Time unfroze, the world jolting back to normal pace with a sickening lurch, but nobody moved. With the silence around us, it was almost as if the entire city was holding its breath as I stared down the Titan of time, the ruthless monster who sought to destroy both of my worlds.
I capped Riptide, and dropped the pen to the tarmac, where it bounced harmlessly a couple of times. The tiny sound felt loud enough to rival a gunshot.
"What do you want?" I asked, keeping my hands slightly spread so that he could see them.
Kronos chuckled, and it sounded like a knife being dragged across a whetstone. "I want Olympus, Perseus Jackson. Will you give it to me? His life for your surrender. Does that sound fair to you?"
Every hour of SHIELD's training drummed against my skull, telling me that the mission is always more important than the members, but it was at war with a far greater part of myself, the part that showed me treacherous memories of a prickly, friendless boy in a threadbare leather jacket, of two boys shovelling cake in their mouths until they thought they would be sick.
Kronos knew that Clint meant more to me than SHIELD, more to me than even my own life. And that meant that he knew what I was going to do.
Clint did too, but he was shaking his head minutely. The message was clear: don't do it for me. If he still knew me at all after all of the time we'd spent apart, he'd know that it was useless.
I spread my arms wide, and sank very slowly to my knees, eyes still fixed on Kronos, whose grin grew wider with every passing second. I stayed there for a moment, kneeling on the cold road, slicked with dust and blood, arms spread wide and a traitorous tear carving a rivulet through the filth caking my face before I spoke. "Then Olympus is yours," I proclaimed, the tension settled around me like a shroud.

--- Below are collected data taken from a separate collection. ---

//! Blocking JSON client for the account and catalog backend.
//!
//! Every request carries `Authorization: Bearer <token>` using the session's
//! access token, or its refresh token when no access token is held. A 401
//! triggers one `POST /refresh-token` followed by a single retry of the
//! original request; a failed refresh clears the session.

pub mod credentials;
pub mod session;

use std::fmt;
use std::time::Duration;

use anyhow::{Context, Result};
use serde::de::DeserializeOwned;
use serde_json::Value;
use url::Url;

use crate::models::UserTokens;
use session::{lock, SharedSession};

pub use credentials::{CredentialStore, FileCredentialStore, InMemoryCredentialStore};
pub use session::{Session, ALL_LOCATIONS};

const REFRESH_PATH: &str = "/refresh-token";
const DEFAULT_TIMEOUT: Duration = Duration::from_secs(15);

#[derive(Clone, Copy, Debug, PartialEq, Eq)]
pub enum HttpMethod {
    Get,
    Post,
    Put,
    Delete,
}

impl HttpMethod {
    pub fn as_str(&self) -> &'static str {
        match self {
            HttpMethod::Get => "GET",
            HttpMethod::Post => "POST",
            HttpMethod::Put => "PUT",
            HttpMethod::Delete => "DELETE",
        }
    }
}

/// Failure of a backend call, recoverable from `anyhow::Error` via `downcast_ref`.
#[derive(Clone, Debug, PartialEq, Eq)]
pub enum ApiError {
    InvalidUrl(String),
    /// 204 where a body was expected.
    NoData,
    /// 401 that survived a token refresh.
    Unauthorized,
    RefreshFailed,
    /// 500.
    Server,
    Status(u16),
    Transport(String),
    Decode(String),
}

impl ApiError {
    pub fn status(&self) -> Option<u16> {
        match self {
            ApiError::NoData => Some(204),
            ApiError::Unauthorized => Some(401),
            ApiError::Server => Some(500),
            ApiError::Status(code) => Some(*code),
            _ => None,
        }
    }
}

impl fmt::Display for ApiError {
    fn fmt(&self, f: &mut fmt::Formatter<'_>) -> fmt::Result {
        match self {
            ApiError::InvalidUrl(url) => write!(f, "Invalid URL: {}", url),
            ApiError::NoData => f.write_str("No data"),
            ApiError::Unauthorized => f.write_str("Unauthorized"),
            ApiError::RefreshFailed => f.write_str("Failed to refresh token"),
            ApiError::Server => f.write_str("Internal server error"),
            ApiError::Status(code) => write!(f, "HTTP Error {}", code),
            ApiError::Transport(msg) => write!(f, "transport error: {}", msg),
            ApiError::Decode(msg) => write!(f, "decode error: {}", msg),
        }
    }
}

impl std::error::Error for ApiError {}

/// Typed view of an error returned by the gateway or a service.
pub fn api_error(err: &anyhow::Error) -> Option<&ApiError> {
    err.downcast_ref::<ApiError>()
}

#[derive(Clone)]
pub struct ApiGateway {
    agent: ureq::Agent,
    base: Url,
    session: SharedSession,
}

impl ApiGateway {
    pub fn new(server_url: &str, session: SharedSession) -> Result<Self> {
        Self::with_timeout(server_url, session, DEFAULT_TIMEOUT)
    }

    pub fn with_timeout(server_url: &str, session: SharedSession, timeout: Duration) -> Result<Self> {
        let base = Url::parse(server_url)
            .map_err(|_| ApiError::InvalidUrl(server_url.to_string()))
            .with_context(|| format!("parse server url {}", server_url))?;
        let agent = ureq::AgentBuilder::new().timeout(timeout).build();
        Ok(Self {
            agent,
            base,
            session,
        })
    }

    pub fn base_url(&self) -> &Url {
        &self.base
    }

    pub fn session(&self) -> &SharedSession {
        &self.session
    }

    /// Issue a request and decode the JSON response.
    ///
    /// GET params become query items; other methods send them as a JSON body.
    pub fn call<T: DeserializeOwned>(
        &self,
        path: &str,
        method: HttpMethod,
        params: Option<&Value>,
    ) -> Result<T> {
        let bearer = lock(&self.session)?.bearer();
        let body = match self.execute(path, method, params, bearer.as_deref()) {
            Err(ApiError::Unauthorized) => {
                log::debug!("{} {} returned 401; refreshing", method.as_str(), path);
                self.refresh()?;
                let bearer = lock(&self.session)?.bearer();
                self.execute(path, method, params, bearer.as_deref())?
            }
            other => other?,
        };
        serde_json::from_str(&body)
            .map_err(|err| ApiError::Decode(err.to_string()))
            .with_context(|| format!("decode response of {} {}", method.as_str(), path))
    }

    fn refresh(&self) -> Result<()> {
        let refresh_token = lock(&self.session)?.refresh_token();
        let outcome = match refresh_token.as_deref() {
            Some(token) => self.execute(REFRESH_PATH, HttpMethod::Post, None, Some(token)),
            None => Err(ApiError::Unauthorized),
        };

        match outcome {
            Ok(body) => {
                let renewed = serde_json::from_str::<UserTokens>(&body)
                    .ok()
                    .and_then(|response| response.tokens);
                let mut session = lock(&self.session)?;
                match renewed {
                    Some(tokens) => session.set_tokens(tokens)?,
                    None => session.drop_access_token(),
                }
                log::info!("access token refreshed");
                Ok(())
            }
            Err(err) => {
                log::warn!("token refresh failed: {}; clearing session", err);
                lock(&self.session)?.clear()?;
                Err(ApiError::RefreshFailed.into())
            }
        }
    }

    fn execute(
        &self,
        path: &str,
        method: HttpMethod,
        params: Option<&Value>,
        bearer: Option<&str>,
    ) -> std::result::Result<String, ApiError> {
        let url = self.endpoint(path)?;
        let mut request = self.agent.request(method.as_str(), url.as_str());
        if let Some(token) = bearer {
            request = request.set("Authorization", &format!("Bearer {}", token));
        }

        let result = match (method, params) {
            (HttpMethod::Get, Some(Value::Object(map))) => {
                for (key, value) in map {
                    request = request.query(key, &query_value(value));
                }
                request.call()
            }
            (HttpMethod::Get, _) | (_, None) => request.call(),
            (_, Some(body)) => request
                .set("Content-Type", "application/json")
                .send_string(&body.to_string()),
        };

        match result {
            Ok(response) if response.status() == 204 => Err(ApiError::NoData),
            Ok(response) => response
                .into_string()
                .map_err(|err| ApiError::Transport(err.to_string())),
            Err(ureq::Error::Status(code, _)) => Err(match code {
                401 => ApiError::Unauthorized,
                500 => ApiError::Server,
                other => ApiError::Status(other),
            }),
            Err(ureq::Error::Transport(transport)) => {
                Err(ApiError::Transport(transport.to_string()))
            }
        }
    }

    fn endpoint(&self, path: &str) -> std::result::Result<Url, ApiError> {
        let joined = format!("{}{}", self.base.as_str().trim_end_matches('/'), path);
        Url::parse(&joined).map_err(|_| ApiError::InvalidUrl(joined))
    }
}

fn query_value(value: &Value) -> String {
    match value {
        Value::String(s) => s.clone(),
        other => other.to_string(),
    }
}

#[cfg(test)]
mod tests {
    use super::*;
    use std::sync::Arc;

    #[test]
    fn status_errors_render_like_the_app_expects() {
        assert_eq!(ApiError::NoData.to_string(), "No data");
        assert_eq!(ApiError::Server.to_string(), "Internal server error");
        assert_eq!(ApiError::Status(404).to_string(), "HTTP Error 404");
        assert_eq!(ApiError::Status(404).status(), Some(404));
    }

    #[test]
    fn invalid_server_url_is_rejected() {
        let session = Session::shared(Arc::new(InMemoryCredentialStore::new()));
        let err = ApiGateway::new("not a url", session).err().unwrap();
        assert!(matches!(api_error(&err), Some(ApiError::InvalidUrl(_))));
    }

    #[test]
    fn endpoint_joins_without_double_slash() {
        let session = Session::shared(Arc::new(InMemoryCredentialStore::new()));
        let gateway = ApiGateway::new("https://example.test/", session).unwrap();
        assert_eq!(
            gateway.endpoint("/devices/abc").unwrap().as_str(),
            "https://example.test/devices/abc"
        );
    }

    #[test]
    fn query_values_are_unquoted_strings() {
        assert_eq!(query_value(&Value::String("Kitchen".into())), "Kitchen");
        assert_eq!(query_value(&serde_json::json!(3)), "3");
    }
}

Kronos kept his grip on Clint, who exhaled very slowly, the tiniest of smirks twisting the corner of his lips as he tensed almost imperceptibly. The Titan leered at me, then quite suddenly tightened his blade arm, as if making to slash the throat of his captive, who at that very moment slipped a blade from his boot and exploded upwards, throwing his head back viciously in a move that would have broken a normal human's nose, driving the knife back as if to stab him, but bouncing harmlessly off.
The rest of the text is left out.